Jedi-1 deficiency increases sensory neuron excitability through a non-cell autonomous mechanism.

The dorsal root ganglia (DRG) house the primary afferent neurons responsible for somatosensation, including pain. We previously identified Jedi-1 (PEAR1/MEGF12) as a phagocytic receptor expressed by satellite glia in the DRG involved in clearing apoptotic neurons during development. Here, we further investigated the function of this receptor in vivo using Jedi-1 null mice. In addition to satellite glia, we found Jedi-1 expression in perineurial glia and endothelial cells, but not in sensory neurons. We did not detect any morphological or functional changes in the glial cells or vasculature of Jedi-1 knockout mice. Surprisingly, we did observe changes in DRG neuron activity. In neurons from Jedi-1 knockout (KO) mice, there was an increase in the fraction of capsaicin-sensitive cells relative to wild type (WT) controls. Patch-clamp electrophysiology revealed an increase in excitability, with a shift from phasic to tonic action potential firing patterns in KO neurons.
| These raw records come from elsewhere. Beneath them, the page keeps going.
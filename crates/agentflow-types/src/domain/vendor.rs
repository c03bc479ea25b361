use serde::{Deserialize, Serialize};

/// Capability flags a model advertises to the Orchestrator.
#[derive(Debug, Clone, Copy, PartialEq, Eq, Serialize, Deserialize)]
pub struct ModelCapabilities {
    pub tools: bool,
    pub streaming: bool,
}

/// Per-1k-token pricing for a model. Zero for self-hosted or
/// subscription-billed (OAuth) models (spec.md §4.1).
#[derive(Debug, Clone, Copy, PartialEq, Serialize, Deserialize)]
pub struct ModelPricing {
    pub input_cost_per_1k: f64,
    pub output_cost_per_1k: f64,
}

impl ModelPricing {
    pub const ZERO: ModelPricing = ModelPricing {
        input_cost_per_1k: 0.0,
        output_cost_per_1k: 0.0,
    };

    pub fn cost(&self, input_tokens: u64, output_tokens: u64) -> f64 {
        (input_tokens as f64 / 1000.0) * self.input_cost_per_1k
            + (output_tokens as f64 / 1000.0) * self.output_cost_per_1k
    }
}

/// A known model entry in a vendor's catalogue.
#[derive(Debug, Clone, PartialEq, Serialize, Deserialize)]
pub struct ModelInfo {
    pub id: String,
    pub context_window: u32,
    pub output_cap: u32,
    pub capabilities: ModelCapabilities,
    pub pricing: ModelPricing,
}

/// A model vendor: its id, display name, default model, and known models.
#[derive(Debug, Clone, PartialEq, Serialize, Deserialize)]
pub struct VendorInfo {
    pub id: String,
    pub display_name: String,
    pub default_model: String,
    pub models: Vec<ModelInfo>,
}

impl VendorInfo {
    pub fn model(&self, model_id: &str) -> Option<&ModelInfo> {
        self.models.iter().find(|m| m.id == model_id)
    }
}

/// Normalised finish reason surfaced on every completed assistant message
/// (spec.md §6, §8). Any adapter string outside this closed set normalises
/// to `Stop`.
#[derive(Debug, Clone, Copy, PartialEq, Eq, Serialize, Deserialize)]
#[serde(rename_all = "kebab-case")]
pub enum FinishReason {
    Stop,
    ToolCalls,
    Length,
    Error,
}

impl FinishReason {
    /// Normalises an adapter-reported finish string to the closed set.
    pub fn normalize(raw: &str) -> FinishReason {
        match raw {
            "tool-calls" | "tool_calls" | "tool_use" => FinishReason::ToolCalls,
            "length" | "max_tokens" => FinishReason::Length,
            "error" => FinishReason::Error,
            "stop" | "end_turn" | "stop_sequence" | "complete" => FinishReason::Stop,
            _ => FinishReason::Stop,
        }
    }
}

#[cfg(test)]
mod tests {
    use super::*;

    #[test]
    fn unknown_finish_reason_normalises_to_stop() {
        assert_eq!(FinishReason::normalize("something_new"), FinishReason::Stop);
    }

    #[test]
    fn zero_pricing_yields_zero_cost() {
        assert_eq!(ModelPricing::ZERO.cost(10_000, 5_000), 0.0);
    }

    #[test]
    fn pricing_cost_matches_formula() {
        let pricing = ModelPricing {
            input_cost_per_1k: 0.003,
            output_cost_per_1k: 0.015,
        };
        let cost = pricing.cost(4, 2);
        assert!((cost - 0.000_042).abs() < 1e-12);
    }
}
We also found alterations in the properties of voltage-gated sodium channel currents in Jedi-1 null neurons. These results provide new insight into the expression pattern of Jedi-1 in the peripheral nervous system and indicate that loss of Jedi-1 alters DRG neuron activity indirectly through an intercellular interaction between non-neuronal cells and sensory neurons.